Collected data entries:
--------------------------------------------------
//! Generic three-component numeric vector.
//!
//! [`Triple`] is the shared value type behind every color space in okshade.
//! It carries no interpretation of its components: sRGB stores `(r, g, b)`,
//! OkLab `(L, a, b)` and OkLCh `(L, C, h)` in the same three slots.
//!
//! # Arithmetic
//!
//! All operators are component-wise and perform no validation. Division by
//! a zero component yields `inf` or `NaN`, which propagates silently:
//!
//! ```rust
//! use okshade_math::Triple;
//!
//! let t = Triple::new(1.0, 2.0, 3.0) / Triple::new(0.0, 1.0, 1.0);
//! assert!(t.a.is_infinite());
//! assert_eq!(t.b, 2.0);
//! ```

use std::fmt;
use std::ops::{
    Add, AddAssign, Div, DivAssign, Index, IndexMut, Mul, MulAssign, Sub, SubAssign,
};

/// An ordered triple of `f64` components.
///
/// # Example
///
/// ```rust
/// use okshade_math::Triple;
///
/// let mut t = Triple::new(0.25, 0.5, 0.75);
/// t += Triple::splat(0.25);
/// t *= 2.0;
/// assert_eq!(t, Triple::new(1.0, 1.5, 2.0));
/// ```
#[derive(Debug, Clone, Copy, PartialEq, Default)]
#[cfg_attr(feature = "serde", derive(serde::Serialize, serde::Deserialize))]
pub struct Triple {
    /// First component.
    pub a: f64,
    /// Second component.
    pub b: f64,
    /// Third component.
    pub c: f64,
}

impl Triple {
    /// Zero triple (0, 0, 0).
    pub const ZERO: Self = Self::new(0.0, 0.0, 0.0);

    /// One triple (1, 1, 1).
    pub const ONE: Self = Self::new(1.0, 1.0, 1.0);

    /// Creates a new triple.
    #[inline]
    pub const fn new(a: f64, b: f64, c: f64) -> Self {
        Self { a, b, c }
    }

    /// Creates a triple with all components set to `v`.
    #[inline]
    pub const fn splat(v: f64) -> Self {
        Self::new(v, v, v)
    }

    /// Creates from an array.
    #[inline]
    pub const fn from_array(v: [f64; 3]) -> Self {
        Self::new(v[0], v[1], v[2])
    }

    /// Converts to an array.
    #[inline]
    pub const fn to_array(self) -> [f64; 3] {
        [self.a, self.b, self.c]
    }

    /// Applies `f` to every component.
    #[inline]
    pub fn map(self, f: impl Fn(f64) -> f64) -> Self {
        Self::new(f(self.a), f(self.b), f(self.c))
    }

    /// Euclidean length.
    #[inline]
    pub fn length(self) -> f64 {
        (self.a * self.a + self.b * self.b + self.c * self.c).sqrt()
    }

    /// Returns true if all components are finite (not NaN or infinite).
    #[inline]
    pub fn is_finite(self) -> bool {
        self.a.is_finite() && self.b.is_finite() && self.c.is_finite()
    }

    /// Returns true if any component is NaN.
    #[inline]
    pub fn is_nan(self) -> bool {
        self.a.is_nan() || self.b.is_nan() || self.c.is_nan()
    }
}

impl fmt::Display for Triple {
    fn fmt(&self, f: &mut fmt::Formatter<'_>) -> fmt::Result {
        write!(f, "{:.6} {:.6} {:.6}", self.a, self.b, self.c)
    }
}

impl Index<usize> for Triple {
    type Output = f64;

    #[inline]
    fn index(&self, i: usize) -> &f64 {
        match i {
            0 => &self.a,
            1 => &self.b,
            2 => &self.c,
            _ => panic!("Triple index out of bounds: {}", i),
        }
    }
}

impl IndexMut<usize> for Triple {
    #[inline]
    fn index_mut(&mut self, i: usize) -> &mut f64 {
        match i {
            0 => &mut self.a,
            1 => &mut self.b,
            2 => &mut self.c,
            _ => panic!("Triple index out of bounds: {}", i),
        }
    }
}

// Component-wise in-place ops; the by-value ops below are built on these.
impl AddAssign for Triple {
    #[inline]
    fn add_assign(&mut self, rhs: Self) {
        self.a += rhs.a;
        self.b += rhs.b;
        self.c += rhs.c;
    }
}

impl SubAssign for Triple {
    #[inline]
    fn sub_assign(&mut self, rhs: Self) {
        self.a -= rhs.a;
        self.b -= rhs.b;
        self.c -= rhs.c;
    }
}

impl MulAssign for Triple {
    #[inline]
    fn mul_assign(&mut self, rhs: Self) {
        self.a *= rhs.a;
        self.b *= rhs.b;
        self.c *= rhs.c;
    }
}

impl DivAssign for Triple {
    #[inline]
    fn div_assign(&mut self, rhs: Self) {
        self.a /= rhs.a;
        self.b /= rhs.b;
        self.c /= rhs.c;
    }
}

impl MulAssign<f64> for Triple {
    #[inline]
    fn mul_assign(&mut self, rhs: f64) {
        self.a *= rhs;
        self.b *= rhs;
        self.c *= rhs;
    }
}

impl Add for Triple {
    type Output = Self;

    #[inline]
    fn add(mut self, rhs: Self) -> Self {
        self += rhs;
        self
    }
}

impl Sub for Triple {
    type Output = Self;

    #[inline]
    fn sub(mut self, rhs: Self) -> Self {
        self -= rhs;
        self
    }
}

impl Mul for Triple {
    type Output = Self;

    #[inline]
    fn mul(mut self, rhs: Self) -> Self {
        self *= rhs;
        self
    }
}

impl Div for Triple {
    type Output = Self;

    #[inline]
    fn div(mut self, rhs: Self) -> Self {
        self /= rhs;
        self
    }
}

impl Mul<f64> for Triple {
    type Output = Self;

    #[inline]
    fn mul(mut self, rhs: f64) -> Self {
        self *= rhs;
        self
    }
}

impl From<[f64; 3]> for Triple {
    #[inline]
    fn from(v: [f64; 3]) -> Self {
        Self::from_array(v)
    }
}

impl From<Triple> for [f64; 3] {
    #[inline]
    fn from(t: Triple) -> [f64; 3] {
        t.to_array()
    }
}
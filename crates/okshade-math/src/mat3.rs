//! 3x3 matrix type for linear color transforms.
//!
//! # Convention
//!
//! Matrices are stored in **row-major** order and use **column vectors**:
//!
//! ```text
//! | m00 m01 m02 |   | x |   | m00*x + m01*y + m02*z |
//! | m10 m11 m12 | * | y | = | m10*x + m11*y + m12*z |
//! | m20 m21 m22 |   | z |   | m20*x + m21*y + m22*z |
//! ```
//!
//! Each row is evaluated strictly left to right. Published OkLab constants
//! are only reproducible bit-for-bit with this evaluation order, so
//! [`Mat3::mul_triple`] never uses fused multiply-add or reassociation.

use crate::Triple;
use std::ops::Mul;

/// A 3x3 `f64` matrix.
///
/// # Example
///
/// ```rust
/// use okshade_math::{Mat3, Triple};
///
/// let v = Triple::new(1.0, 2.0, 3.0);
/// assert_eq!(Mat3::IDENTITY * v, v);
/// ```
#[derive(Debug, Clone, Copy, PartialEq)]
pub struct Mat3 {
    /// Matrix elements in row-major order: [row0, row1, row2]
    pub m: [[f64; 3]; 3],
}

impl Mat3 {
    /// Identity matrix.
    pub const IDENTITY: Self = Self::from_rows([
        [1.0, 0.0, 0.0],
        [0.0, 1.0, 0.0],
        [0.0, 0.0, 1.0],
    ]);

    /// Creates a matrix from row arrays.
    #[inline]
    pub const fn from_rows(rows: [[f64; 3]; 3]) -> Self {
        Self { m: rows }
    }

    /// Returns a row as a [`Triple`].
    #[inline]
    pub fn row(&self, i: usize) -> Triple {
        Triple::from_array(self.m[i])
    }

    /// Matrix * column vector.
    #[inline]
    pub fn mul_triple(&self, v: Triple) -> Triple {
        let m = &self.m;
        Triple::new(
            m[0][0] * v.a + m[0][1] * v.b + m[0][2] * v.c,
            m[1][0] * v.a + m[1][1] * v.b + m[1][2] * v.c,
            m[2][0] * v.a + m[2][1] * v.b + m[2][2] * v.c,
        )
    }

    /// Matrix * matrix.
    pub fn mul_mat(&self, other: &Self) -> Self {
        let a = &self.m;
        let b = &other.m;
        let mut out = [[0.0; 3]; 3];
        for (i, row) in out.iter_mut().enumerate() {
            for (j, cell) in row.iter_mut().enumerate() {
                *cell = a[i][0] * b[0][j] + a[i][1] * b[1][j] + a[i][2] * b[2][j];
            }
        }
        Self::from_rows(out)
    }
}

impl Mul<Triple> for Mat3 {
    type Output = Triple;

    #[inline]
    fn mul(self, rhs: Triple) -> Triple {
        self.mul_triple(rhs)
    }
}

impl Mul for Mat3 {
    type Output = Self;

    #[inline]
    fn mul(self, rhs: Self) -> Self {
        self.mul_mat(&rhs)
    }
}

#[cfg(test)]
mod tests {
    use super::*;

    #[test]
    fn test_identity() {
        let v = Triple::new(0.25, -0.5, 4.0);
        assert_eq!(Mat3::IDENTITY * v, v);
        assert_eq!(Mat3::IDENTITY * Mat3::IDENTITY, Mat3::IDENTITY);
    }

    #[test]
    fn test_mul_triple_row_order() {
        let m = Mat3::from_rows([
            [1.0, 2.0, 3.0],
            [0.0, 1.0, 0.0],
            [-1.0, 0.0, 1.0],
        ]);
        let v = Triple::new(1.0, 1.0, 2.0);
        assert_eq!(m * v, Triple::new(9.0, 1.0, 1.0));
        assert_eq!(m.row(0), Triple::new(1.0, 2.0, 3.0));
    }

    #[test]
    fn test_mul_mat() {
        let s = Mat3::from_rows([[2.0, 0.0, 0.0], [0.0, 2.0, 0.0], [0.0, 0.0, 2.0]]);
        let v = Triple::splat(1.5);
        assert_eq!((s * s) * v, Triple::splat(6.0));
    }
}
//! Convert command.
//!
//! Prints a color in one or all of the supported spaces.

use anyhow::{Context, Result};
use tracing::{info, trace, warn};

use super::Color;
use crate::{ConvertArgs, Space};

const ALL_SPACES: [Space; 5] = [Space::Hex, Space::Srgb, Space::Srgb8, Space::Oklab, Space::Oklch];

/// Run the convert command.
pub fn run(args: ConvertArgs) -> Result<()> {
    trace!(color = %args.color, from = ?args.from, to = ?args.to, "convert::run");

    let color = Color::parse(&args.color, args.from)
        .with_context(|| format!("Failed to parse {:?} as {:?}", args.color, args.from))?;
    info!(?color, "Parsed input");

    if !color.to_srgb().is_inside() {
        warn!("color is outside the sRGB gamut; hex and byte output are clamped");
    }

    match args.to {
        Some(space) => println!("{}", color.format(space)),
        None => {
            for space in ALL_SPACES {
                println!("{}", color.format(space));
            }
        }
    }

    Ok(())
}
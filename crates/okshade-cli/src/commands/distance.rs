//! Distance command.
//!
//! Perceptual OkLab distance between two hex colors.

use anyhow::{Context, Result};
use tracing::trace;

use okshade_color::{DistanceMode, OkLab, Srgb};

use crate::DistanceArgs;

/// Run the distance command.
pub fn run(args: DistanceArgs) -> Result<()> {
    trace!(first = %args.first, second = %args.second, lightness = args.lightness, "distance::run");

    let first = Srgb::from_hex(&args.first)
        .with_context(|| format!("Failed to parse first color {:?}", args.first))?;
    let second = Srgb::from_hex(&args.second)
        .with_context(|| format!("Failed to parse second color {:?}", args.second))?;

    let mode = if args.lightness { DistanceMode::Lightness } else { DistanceMode::Euclidean };
    let d = OkLab::distance(OkLab::from_srgb(first), OkLab::from_srgb(second), mode);
    println!("{:.6}", d);

    Ok(())
}
//! Error types for color operations.
//!
//! The error surface is deliberately small. Out-of-gamut colors are a
//! queryable state ([`Srgb::is_inside`](crate::Srgb::is_inside)), and IEEE
//! special values produced by degenerate arithmetic propagate without
//! raising an error. Only malformed input is reported.

use thiserror::Error;

/// Color operation error.
#[derive(Debug, Error, Clone, PartialEq, Eq)]
pub enum ColorError {
    /// Hex color string is malformed.
    #[error("invalid hex color {0:?}: expected 6 hex digits, optionally prefixed by '#'")]
    InvalidHex(String),

    /// Numeric parameter is invalid (NaN, Inf, out of expected range).
    #[error("invalid input value: {0}")]
    InvalidValue(String),
}

/// Result type for color operations.
pub type ColorResult<T> = Result<T, ColorError>;

#[cfg(test)]
mod tests {
    use super::*;

    #[test]
    fn test_display() {
        let err = ColorError::InvalidHex("XYZ".into());
        assert!(err.to_string().contains("\"XYZ\""));

        let err = ColorError::InvalidValue("step must be positive".into());
        assert_eq!(err.to_string(), "invalid input value: step must be positive");
    }
}
//! # okshade-math
//!
//! Math primitives for okshade color conversions.
//!
//! - [`Triple`] - 3-component `f64` vector with component-wise arithmetic
//! - [`ColorTriple`] - capability interface implemented by every color space
//! - [`Mat3`] - row-major 3x3 matrix for the linear conversion stages
//! - [`unsigned_mod`] / [`wrap_angle`] - circular arithmetic for hues
//!
//! # Usage
//!
//! ```rust
//! use okshade_math::{Mat3, Triple, wrap_angle, TAU};
//!
//! let m = Mat3::from_rows([
//!     [0.5, 0.0, 0.0],
//!     [0.0, 0.5, 0.0],
//!     [0.0, 0.0, 0.5],
//! ]);
//! assert_eq!(m * Triple::ONE, Triple::splat(0.5));
//!
//! let h = wrap_angle(-1.0);
//! assert!(h > 0.0 && h < TAU);
//! ```
//!
//! # Used By
//!
//! - `okshade-color` - sRGB, OkLab and OkLCh value types

#![warn(missing_docs)]
#![warn(rustdoc::missing_crate_level_docs)]

mod angle;
mod mat3;
mod space;
mod triple;

pub use angle::*;
pub use mat3::*;
pub use space::ColorTriple;
pub use triple::*;
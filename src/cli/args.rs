//! Command-line argument parsing

use clap::Parser;

/// filter - A CLI tool for filtering numbers
///
/// Prints the given numbers that pass the selected filters. Every filter must
/// pass unless --any is given.
#[derive(Parser, Debug)]
#[command(author, version, about, long_about = None)]
#[command(name = "filter", allow_negative_numbers = true)]
pub struct Args {
    /// Enable debug output
    #[arg(long)]
    pub debug: bool,

    /// Filter even numbers
    #[arg(long)]
    pub even: bool,

    /// Filter odd numbers
    #[arg(long)]
    pub odd: bool,

    /// Filter prime numbers
    #[arg(long)]
    pub prime: bool,

    /// Filter multiples of the given number
    #[arg(long, value_name = "N")]
    pub mult: Option<i64>,

    /// Filter numbers greater than the given number
    #[arg(long, value_name = "N")]
    pub gt: Option<i64>,

    /// Filter numbers less than the given number
    #[arg(long, value_name = "N")]
    pub lt: Option<i64>,

    /// Filter numbers equal to the given number
    #[arg(long, value_name = "N")]
    pub eq: Option<i64>,

    /// Filter numbers greater than or equal to the given number
    #[arg(long, value_name = "N")]
    pub ge: Option<i64>,

    /// Filter numbers less than or equal to the given number
    #[arg(long, value_name = "N")]
    pub le: Option<i64>,

    /// At least one of the filters must be true
    #[arg(long)]
    pub any: bool,

    /// Numbers to filter
    #[arg(value_name = "NUMBERS")]
    pub numbers: Vec<String>,
}

/// Parse command line arguments
pub fn parse_args() -> Args {
    Args::parse()
}
//! Conversion of positional arguments into numbers

use crate::error::{FilterError, Result};
use tracing::debug;

/// Parse every token as a base-10 integer
///
/// Fails on the first malformed token; no partial list is returned.
pub fn parse_numbers<S: AsRef<str>>(tokens: &[S]) -> Result<Vec<i64>> {
    let nums = tokens
        .iter()
        .map(|token| {
            let token = token.as_ref();
            token
                .parse::<i64>()
                .map_err(|e| FilterError::invalid_number(token, e))
        })
        .collect::<Result<Vec<_>>>()?;

    debug!("Parsed {} numbers", nums.len());
    Ok(nums)
}
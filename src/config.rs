//! Configuration for a single filter run
//!
//! Collects the command line options into one structure, validates them and
//! builds the active filter set.

use crate::{
    cli::Args,
    core::{
        Mode, Predicate,
        predicates::{
            is_equal, is_even, is_greater, is_greater_or_equal, is_less, is_less_or_equal,
            is_multiple_of, is_odd, is_prime,
        },
    },
    error::FilterError,
};

/// Main configuration structure
#[derive(Debug, Clone, Default)]
pub struct Config {
    /// How the active filters are combined
    pub mode: Mode,
    /// Filters selected on the command line
    pub filters: FilterOptions,
    /// Positional tokens, converted to numbers at execution time
    pub numbers: Vec<String>,
}

/// Filters selected on the command line
///
/// Parameterized filters are `None` unless given explicitly, so `--eq 0`
/// and a missing `--eq` stay distinct.
#[derive(Debug, Clone, Default, PartialEq, Eq)]
pub struct FilterOptions {
    pub even: bool,
    pub odd: bool,
    pub prime: bool,
    pub mult: Option<i64>,
    pub gt: Option<i64>,
    pub lt: Option<i64>,
    pub eq: Option<i64>,
    pub ge: Option<i64>,
    pub le: Option<i64>,
}

impl Config {
    /// Create configuration from command line arguments
    pub fn from_args(args: &Args) -> Result<Self, FilterError> {
        let config = Self {
            mode: Mode::from_any_flag(args.any),
            filters: FilterOptions {
                even: args.even,
                odd: args.odd,
                prime: args.prime,
                mult: args.mult,
                gt: args.gt,
                lt: args.lt,
                eq: args.eq,
                ge: args.ge,
                le: args.le,
            },
            numbers: args.numbers.clone(),
        };

        // Usage is printed regardless of option values
        if !config.wants_help() {
            config.validate()?;
        }
        Ok(config)
    }

    /// Validate configuration
    pub fn validate(&self) -> Result<(), FilterError> {
        if self.filters.mult == Some(0) {
            return Err(FilterError::validation("--mult must be non-zero"));
        }

        Ok(())
    }

    /// Whether there is nothing to filter and usage should be shown instead
    pub fn wants_help(&self) -> bool {
        self.numbers.is_empty()
    }

    /// Build the active filter set, in flag order
    pub fn filter_set(&self) -> Vec<Predicate> {
        let f = &self.filters;
        let mut filters = Vec::new();

        if f.even {
            filters.push(Predicate::new("even", is_even));
        }
        if f.odd {
            filters.push(Predicate::new("odd", is_odd));
        }
        if f.prime {
            filters.push(Predicate::new("prime", is_prime));
        }

        let bound: [(&str, Option<i64>, fn(i64, i64) -> bool); 6] = [
            ("mult", f.mult, is_multiple_of),
            ("gt", f.gt, is_greater),
            ("lt", f.lt, is_less),
            ("eq", f.eq, is_equal),
            ("ge", f.ge, is_greater_or_equal),
            ("le", f.le, is_less_or_equal),
        ];
        filters.extend(
            bound
                .into_iter()
                .filter_map(|(name, param, test)| param.map(|p| Predicate::bound(name, test, p))),
        );

        filters
    }
}
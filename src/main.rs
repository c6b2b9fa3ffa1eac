use anyhow::Result;
use numfilter::{cli, config::Config, setup_logging};

fn main() -> Result<()> {
    // Parse command line arguments; usage errors exit here
    let args = cli::parse_args();

    // Setup logging based on debug flag
    setup_logging(args.debug)?;

    // Initialize and validate configuration
    let config = Config::from_args(&args)?;

    // Filter and print, or print usage
    cli::execute_command(&config)
}
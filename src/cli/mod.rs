//! Command-line interface module
//!
//! Provides argument parsing and command execution.

pub mod args;
pub mod commands;

pub use args::{Args, parse_args};
pub use commands::execute_command;
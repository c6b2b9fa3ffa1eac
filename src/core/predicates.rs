//! Numeric predicates
//!
//! Pure tests over a single number, plus parameterized tests that are turned
//! into unary ones with [`bind`].

/// Returns true if `num` is even
#[must_use]
pub const fn is_even(num: i64) -> bool {
    num % 2 == 0
}

/// Returns true if `num` is odd
#[must_use]
pub const fn is_odd(num: i64) -> bool {
    num % 2 != 0
}

/// Returns true if `num` is prime
///
/// Anything below 2, negatives included, is not prime. Trial division only
/// visits candidates of the form `6k ± 1`.
#[must_use]
pub const fn is_prime(num: i64) -> bool {
    if num == 2 || num == 3 {
        return true;
    }

    if num < 2 || num % 2 == 0 || num % 3 == 0 {
        return false;
    }

    // i <= num / i keeps i * i <= num without overflowing near i64::MAX
    let mut i = 5;
    while i <= num / i {
        if num % i == 0 || num % (i + 2) == 0 {
            return false;
        }
        i += 6;
    }
    true
}

/// Returns true if `num` is a multiple of `multiple`
///
/// # Panics
///
/// Panics if `multiple` is zero.
#[must_use]
pub const fn is_multiple_of(num: i64, multiple: i64) -> bool {
    num.wrapping_rem(multiple) == 0
}

#[must_use]
pub const fn is_greater(num: i64, other: i64) -> bool {
    num > other
}

#[must_use]
pub const fn is_less(num: i64, other: i64) -> bool {
    num < other
}

#[must_use]
pub const fn is_equal(num: i64, other: i64) -> bool {
    num == other
}

#[must_use]
pub const fn is_greater_or_equal(num: i64, other: i64) -> bool {
    num >= other
}

#[must_use]
pub const fn is_less_or_equal(num: i64, other: i64) -> bool {
    num <= other
}

/// Fix the second argument of a two-argument predicate
pub fn bind(predicate: fn(i64, i64) -> bool, param: i64) -> impl Fn(i64) -> bool {
    move |num| predicate(num, param)
}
--------------------------------------------------
Assigned task: Beginning with the first line above, could you copy every line exactly, up to and including the one with "validation. Division by"?

Response for this exercise:
//! Generic three-component numeric vector.
//!
//! [`Triple`] is the shared value type behind every color space in okshade.
//! It carries no interpretation of its components: sRGB stores `(r, g, b)`,
//! OkLab `(L, a, b)` and OkLCh `(L, C, h)` in the same three slots.
//!
//! # Arithmetic
//!
//! All operators are component-wise and perform no validation. Division by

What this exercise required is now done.